### Records provided ###

use crate::client::{LatencyTracker, LogLatencyTracker, OutputSurfaceClient};
use crate::config::{SurfaceConfig, DEFAULT_VSYNC_INTERVAL};
use crate::consumer::ExternalRendererUpdater;
use crate::errors::SurfaceError;
use crate::gfx::{ColorSpace, Size};
use crate::gpu::{GpuContext, GpuMemoryBufferAllocator};
use crate::surface::OffscreenSurface;
use crate::task::TaskQueue;
use crate::vsync::{TimerVSyncSource, VSyncBridge, VSyncSource};
use std::collections::BTreeMap;
use std::sync::Arc;

pub struct OffscreenSurfaceBuilder {
    gl: Arc<dyn GpuContext>,
    allocator: Arc<dyn GpuMemoryBufferAllocator>,
    updater: Box<dyn ExternalRendererUpdater>,
    client: Box<dyn OutputSurfaceClient>,
    config: Option<SurfaceConfig>,
    vsync_source: Option<Arc<dyn VSyncSource>>,
    latency_tracker: Option<Box<dyn LatencyTracker>>,
}

impl OffscreenSurfaceBuilder {
    pub(crate) fn new(
        gl: Arc<dyn GpuContext>,
        allocator: Arc<dyn GpuMemoryBufferAllocator>,
        updater: Box<dyn ExternalRendererUpdater>,
        client: Box<dyn OutputSurfaceClient>,
    ) -> Self {
        Self {
            gl,
            allocator,
            updater,
            client,
            config: None,
            vsync_source: None,
            latency_tracker: None,
        }
    }

    pub fn config(mut self, cfg: SurfaceConfig) -> Self {
        self.config = Some(cfg);
        self
    }

    /// Source of vsync ticks. Defaults to a timer source at the configured interval.
    pub fn vsync_source(mut self, source: Arc<dyn VSyncSource>) -> Self {
        self.vsync_source = Some(source);
        self
    }

    pub fn latency_tracker(mut self, tracker: Box<dyn LatencyTracker>) -> Self {
        self.latency_tracker = Some(tracker);
        self
    }

    /// Creates the surface. Fails when the config does not validate.
    pub fn build(self) -> Result<OffscreenSurface, SurfaceError> {
        let config = self.config.unwrap_or_default();
        config.validate()?;

        let vsync_source = self.vsync_source.unwrap_or_else(|| {
            if config.vsync_interval == DEFAULT_VSYNC_INTERVAL {
                TimerVSyncSource::global()
            } else {
                Arc::new(TimerVSyncSource::new(config.vsync_interval))
            }
        });

        let tasks = TaskQueue::new();
        let vsync = VSyncBridge::new(vsync_source, tasks.sender());
        log::debug!("created offscreen surface (vsync bridge {})", vsync.id());

        Ok(OffscreenSurface {
            config,
            gl: self.gl,
            allocator: self.allocator,
            updater: self.updater,
            client: self.client,
            latency_tracker: self
                .latency_tracker
                .unwrap_or_else(|| Box::new(LogLatencyTracker::new())),
            vsync,
            vsync_callback: None,
            vsync_registered: false,
            current: None,
            generation: 0,
            new_texture: false,
            fbo: None,
            size: Size::default(),
            color_space: ColorSpace::default(),
            pending_swaps: BTreeMap::new(),
            tasks,
        })
    }
}
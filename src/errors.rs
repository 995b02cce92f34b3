use crate::config::ConfigError;
use crate::gfx::Size;

/// Error reported by the GPU context, carrying the context's error code.
#[derive(Debug, Clone, Copy, PartialEq, Eq, thiserror::Error)]
#[error("GPU context error 0x{code:04x}")]
pub struct GpuError {
    pub code: u32,
}

#[derive(Debug, thiserror::Error)]
pub enum SurfaceError {
    #[error("failed to allocate a {size} GPU memory buffer")]
    AllocationFailed { size: Size },

    #[error("could not import GPU memory buffer as an image: {0}")]
    ImageImportFailed(#[from] GpuError),

    #[error("buffer image has no texture or image allocated")]
    Unallocated,

    #[error("no surface available to bind")]
    NoBackbuffer,

    #[error("invalid surface configuration: {0}")]
    Config(#[from] ConfigError),
}
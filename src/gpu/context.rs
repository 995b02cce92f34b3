use crate::errors::GpuError;
use crate::gfx::{BufferFormat, BufferUsage, ColorSpace, Size, TextureTarget};
use crate::gpu::GpuMemoryBuffer;

/// GPU texture name.
#[derive(Debug, Copy, Clone, PartialEq, Eq, Hash, PartialOrd, Ord)]
pub struct TextureId(pub u32);

/// GPU image name, binding a memory buffer to a texture.
#[derive(Debug, Copy, Clone, PartialEq, Eq, Hash, PartialOrd, Ord)]
pub struct ImageId(pub u32);

/// Framebuffer object name.
#[derive(Debug, Copy, Clone, PartialEq, Eq, Hash, PartialOrd, Ord)]
pub struct FramebufferId(pub u32);

/// Marker for a point in the GPU command stream. Tokens are generated in
/// increasing order, so a later token always compares greater.
#[derive(Debug, Copy, Clone, PartialEq, Eq, Hash, PartialOrd, Ord)]
pub struct SyncToken(pub u64);

/// Invoked once the work up to a sync token has finished on the GPU. May run on any thread.
pub type SyncCallback = Box<dyn FnOnce() + Send + 'static>;

/// Limits and properties of the GPU context.
#[derive(Debug, Clone, Copy, PartialEq, Eq)]
pub struct GpuCapabilities {
    /// Largest texture dimension supported, per axis.
    pub max_texture_size: u32,
    /// Target scanout buffers must be bound as on this platform.
    pub scanout_texture_target: TextureTarget,
}

impl Default for GpuCapabilities {
    fn default() -> Self {
        Self {
            max_texture_size: 8192,
            scanout_texture_target: TextureTarget::Texture2D,
        }
    }
}

impl GpuCapabilities {
    /// Texture target for a buffer of `format` allocated with `usage`.
    pub fn texture_target_for(&self, format: BufferFormat, usage: BufferUsage) -> TextureTarget {
        match usage {
            BufferUsage::Scanout | BufferUsage::ScanoutCpuReadWrite if format.is_scanout_capable() => {
                self.scanout_texture_target
            }
            _ => TextureTarget::Texture2D,
        }
    }
}

/// GL-style GPU context. All calls occur on the render thread, except that
/// [`SyncCallback`]s registered through [`GpuContext::signal_sync_token`] may
/// be invoked from elsewhere.
pub trait GpuContext {
    fn capabilities(&self) -> GpuCapabilities;

    fn gen_texture(&self) -> TextureId;
    fn delete_texture(&self, texture: TextureId);
    fn bind_texture(&self, target: TextureTarget, texture: TextureId);

    /// Imports a memory buffer as an image object.
    fn create_image(&self, buffer: &dyn GpuMemoryBuffer, size: Size) -> Result<ImageId, GpuError>;
    fn destroy_image(&self, image: ImageId);
    /// Attaches `image` as the storage of the texture currently bound to `target`.
    fn bind_tex_image(&self, target: TextureTarget, image: ImageId);
    /// Detaches `image` from the texture currently bound to `target`.
    fn release_tex_image(&self, target: TextureTarget, image: ImageId);
    fn set_color_space_metadata(&self, texture: TextureId, color_space: ColorSpace);

    fn gen_framebuffer(&self) -> FramebufferId;
    fn delete_framebuffer(&self, fbo: FramebufferId);
    fn bind_framebuffer(&self, fbo: FramebufferId);
    /// Attaches `texture` to color attachment 0 of the bound framebuffer.
    fn framebuffer_texture_2d(&self, target: TextureTarget, texture: TextureId);

    fn flush(&self);

    /// Generates a token covering all commands issued so far.
    fn gen_unverified_sync_token(&self) -> SyncToken;
    /// Runs `callback` once the GPU has finished all work up to `token`.
    fn signal_sync_token(&self, token: SyncToken, callback: SyncCallback);
}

###

Aim of the exercise: Show each line in the entries that holds the string "object".

Exercise answer:
/// Framebuffer object name.
    /// Imports a memory buffer as an image object.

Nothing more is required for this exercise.